Hubungan Indonesia dan Malaysia saat ini sedang memanas. Banyak pihak yang 
menginginkan Indonesia memutuskan hubungan dengan Malaysia. Di tengah situasi 
yang panas itu, saya menemukan sebuah tulisan yang memandang persoalan ini dari 
sudut pandang berbeda. Sepertinya ada agenda dari pihak-pihak tertentu yang 
tidak menginginkan Indonesia dan Malaysia rukun. Berikut tulisan tersebut saya 
kutip seutuhnya.

Mengapa Kita Beraninya Hanya pada Malaysia? 
http://rinaldimunir.wordpress.com/2010/08/27/artikel-mengapa-beraninya-hanya-pada-malaysia-pada-singapura-tidak/

Oleh: Afriadi Sanusi
Sumber tulisan:  www.hidayatullah.com

SEORANG Profesor Singapura menulis dalam sebuah artikelnya; Kebanyakan rumah 
mewah yang ada di Singapura, Kebanyakan uang yang beredar di Singapura adalah 
punya orang Indonesia. Kebanyakan pembangunan yang ada di Singapura, dibangun 
dari uang yang datangnya dari Indonesia. Dan di saat Singapura mengadakan Grand 
Sale setiap tahunnya, lebih 2 juta orang Indonesia datang belanja ke sana..”
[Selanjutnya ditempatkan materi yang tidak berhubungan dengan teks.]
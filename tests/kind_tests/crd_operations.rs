//! Integration tests for CRD operations
//!
//! These tests tell the story of how users submit ObjectBucketClaims and how
//! ObjectBuckets look once the API server stored them.

use std::collections::BTreeMap;

use kube::api::{Api, DeleteParams, PostParams};
use kube::Client;

use bucket_provisioner::crd::{
    ClaimPhase, ClaimRef, Endpoint, ObjectBucket, ObjectBucketClaim, ObjectBucketClaimSpec,
    ReclaimPolicy,
};

use super::helpers::{ensure_namespace, ensure_test_cluster};

const NAMESPACE: &str = "obc-crd-tests";

fn sample_claim(name: &str) -> ObjectBucketClaim {
    let mut claim = ObjectBucketClaim::new(
        name,
        ObjectBucketClaimSpec {
            storage_class_name: Some("bucket-class".to_string()),
            generate_bucket_name: Some("photos".to_string()),
            additional_config: BTreeMap::from([("tier".to_string(), "hot".to_string())]),
            ..Default::default()
        },
    );
    claim.metadata.namespace = Some(NAMESPACE.to_string());
    claim
}

async fn cleanup_claim(client: &Client, name: &str) {
    let api: Api<ObjectBucketClaim> = Api::namespaced(client.clone(), NAMESPACE);
    let _ = api.delete(name, &DeleteParams::default()).await;
}

/// Story: a developer requests a bucket
///
/// Expected behavior:
/// - The claim is stored with its storage class and generate-name prefix
/// - A fresh claim has no status and reads as Pending
/// - It asks to be provisioned
#[tokio::test]
#[ignore = "requires kind cluster - run with: cargo test --test kind -- --ignored"]
async fn story_developer_submits_bucket_claim() {
    let client = ensure_test_cluster()
        .await
        .expect("failed to setup cluster");
    ensure_namespace(&client, NAMESPACE).await;
    let api: Api<ObjectBucketClaim> = Api::namespaced(client.clone(), NAMESPACE);
    let name = "test-claim-create";

    cleanup_claim(&client, name).await;

    let created = api
        .create(&PostParams::default(), &sample_claim(name))
        .await
        .expect("failed to create claim");

    assert_eq!(created.storage_class_name(), Some("bucket-class"));
    assert_eq!(created.phase(), ClaimPhase::Pending);
    assert!(created.requests_provisioning());

    let fetched = api.get(name).await.expect("failed to get claim");
    assert_eq!(fetched.spec.generate_bucket_name.as_deref(), Some("photos"));
    assert_eq!(fetched.spec.additional_config["tier"], "hot");

    cleanup_claim(&client, name).await;
}

/// Story: an ObjectBucket round-trips its endpoint and claim reference
#[tokio::test]
#[ignore = "requires kind cluster - run with: cargo test --test kind -- --ignored"]
async fn story_object_bucket_is_cluster_scoped_binding() {
    let client = ensure_test_cluster()
        .await
        .expect("failed to setup cluster");
    let api: Api<ObjectBucket> = Api::all(client.clone());
    let name = "obc-crd-tests-binding";
    let _ = api.delete(name, &DeleteParams::default()).await;

    let mut bucket = ObjectBucket::from_parts(
        Endpoint {
            bucket_host: "s3.example.com".to_string(),
            bucket_port: 443,
            bucket_name: "photos-1a2b".to_string(),
            ssl: true,
            ..Default::default()
        },
        Default::default(),
    );
    bucket.metadata.name = Some(name.to_string());
    bucket.spec.claim_ref = Some(ClaimRef {
        namespace: NAMESPACE.to_string(),
        name: "binding".to_string(),
        uid: None,
    });
    bucket.spec.reclaim_policy = ReclaimPolicy::Retain;

    let created = api
        .create(&PostParams::default(), &bucket)
        .await
        .expect("failed to create bucket");

    assert!(created.is_valid());
    assert_eq!(created.spec.reclaim_policy, ReclaimPolicy::Retain);
    assert_eq!(created.spec.endpoint.bucket_port, 443);

    let _ = api.delete(name, &DeleteParams::default()).await;
}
Seorang sahabat di Singapura pernah mengatakan, “dari jalan ini sampai ke ujung 
sana dulunya adalah lautan, dan sekarang menjadi daratan cantik yang ditimbun 
dengan pasir yang didatangkan dari pulau-pulau kecil di Riau”.

Apa yang sebenarnya kita dapatkan dari Singapura?
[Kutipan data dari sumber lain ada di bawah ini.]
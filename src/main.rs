//! Bucket Provisioner - CRD manifest generator
//!
//! The reconciler needs a provisioner plugin, so the controller itself runs
//! inside the integrator's binary (see `bucket_provisioner::dispatch::run_controller`).
//! This binary prints or writes the CRDs that binary depends on.

use std::path::PathBuf;

use clap::{Parser, Subcommand};
use kube::CustomResourceExt;
use tracing_subscriber::{fmt, prelude::*, EnvFilter};

use bucket_provisioner::crd::{ObjectBucket, ObjectBucketClaim};

/// Bucket Provisioner - ObjectBucketClaim reconciler tooling
#[derive(Parser, Debug)]
#[command(name = "bucket-provisioner", version, about, long_about = None)]
struct Cli {
    /// Generate CRD manifests and exit
    #[arg(long)]
    crd: bool,

    #[command(subcommand)]
    command: Option<Commands>,
}

#[derive(Subcommand, Debug)]
enum Commands {
    /// Write CRD manifests to a file instead of stdout
    Crds {
        /// Output path for the multi-document YAML
        #[arg(short, long)]
        output: PathBuf,
    },
}

fn main() -> anyhow::Result<()> {
    tracing_subscriber::registry()
        .with(fmt::layer().with_writer(std::io::stderr))
        .with(EnvFilter::from_default_env())
        .init();

    let cli = Cli::parse();

    match cli.command {
        Some(Commands::Crds { output }) => {
            std::fs::write(&output, crd_manifests()?)
                .map_err(|e| anyhow::anyhow!("Failed to write {}: {}", output.display(), e))?;
            tracing::info!(path = %output.display(), "CRD manifests written");
            Ok(())
        }
        None if cli.crd => {
            print!("{}", crd_manifests()?);
            Ok(())
        }
        None => {
            eprintln!("nothing to do: pass --crd or a subcommand (see --help)");
            std::process::exit(2);
        }
    }
}

/// Both CRDs as one multi-document YAML string
fn crd_manifests() -> anyhow::Result<String> {
    let claim = serde_yaml::to_string(&ObjectBucketClaim::crd())
        .map_err(|e| anyhow::anyhow!("Failed to serialize CRD: {}", e))?;
    let bucket = serde_yaml::to_string(&ObjectBucket::crd())
        .map_err(|e| anyhow::anyhow!("Failed to serialize CRD: {}", e))?;
    Ok(format!("{claim}---\n{bucket}"))
}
Pertama, TKI laki-laki dari Indonesia diharamkan bekerja dan mencari nafkah di 
Singapura seperti di bidang pembangunan, kuli kasar, buruh dan sebagainya. 
Singapura lebih memilih warga negara lain daripada WNI, dengan berbagai alasan 
yang tidak masuk akal.
Kedua, banyak orang mengatakan dan dari sumber lainnya, “Satu per satu 
pulau-pulau kecil di Riau hilang karena pasirnya diangkut ke Singapura.

Ketiga, identitas orang Melayu yang identik dengan Islam seperti istana, rumah, 
perkampungan orang Melayu, dihilangkan. Adat dan budaya melayu dimuseumkan. 
Azan diharamkan menggunakan pengeras suara di semua masjid dan surau di 
Singapura.

Keempat, pemerintah Singapura melayani dan melindungi koruptor RI yang telah 
membuat rakyat RI sengsara selama ini (karena hak-hak rakyat untuk mendapatkan 
pendidikan, rumah sakit, infrastruktur, makan dan tempat tinggal yang baik 
terjajah dan terzalimi), dengan tidak mau menandatangani perjanjian ekstradisi.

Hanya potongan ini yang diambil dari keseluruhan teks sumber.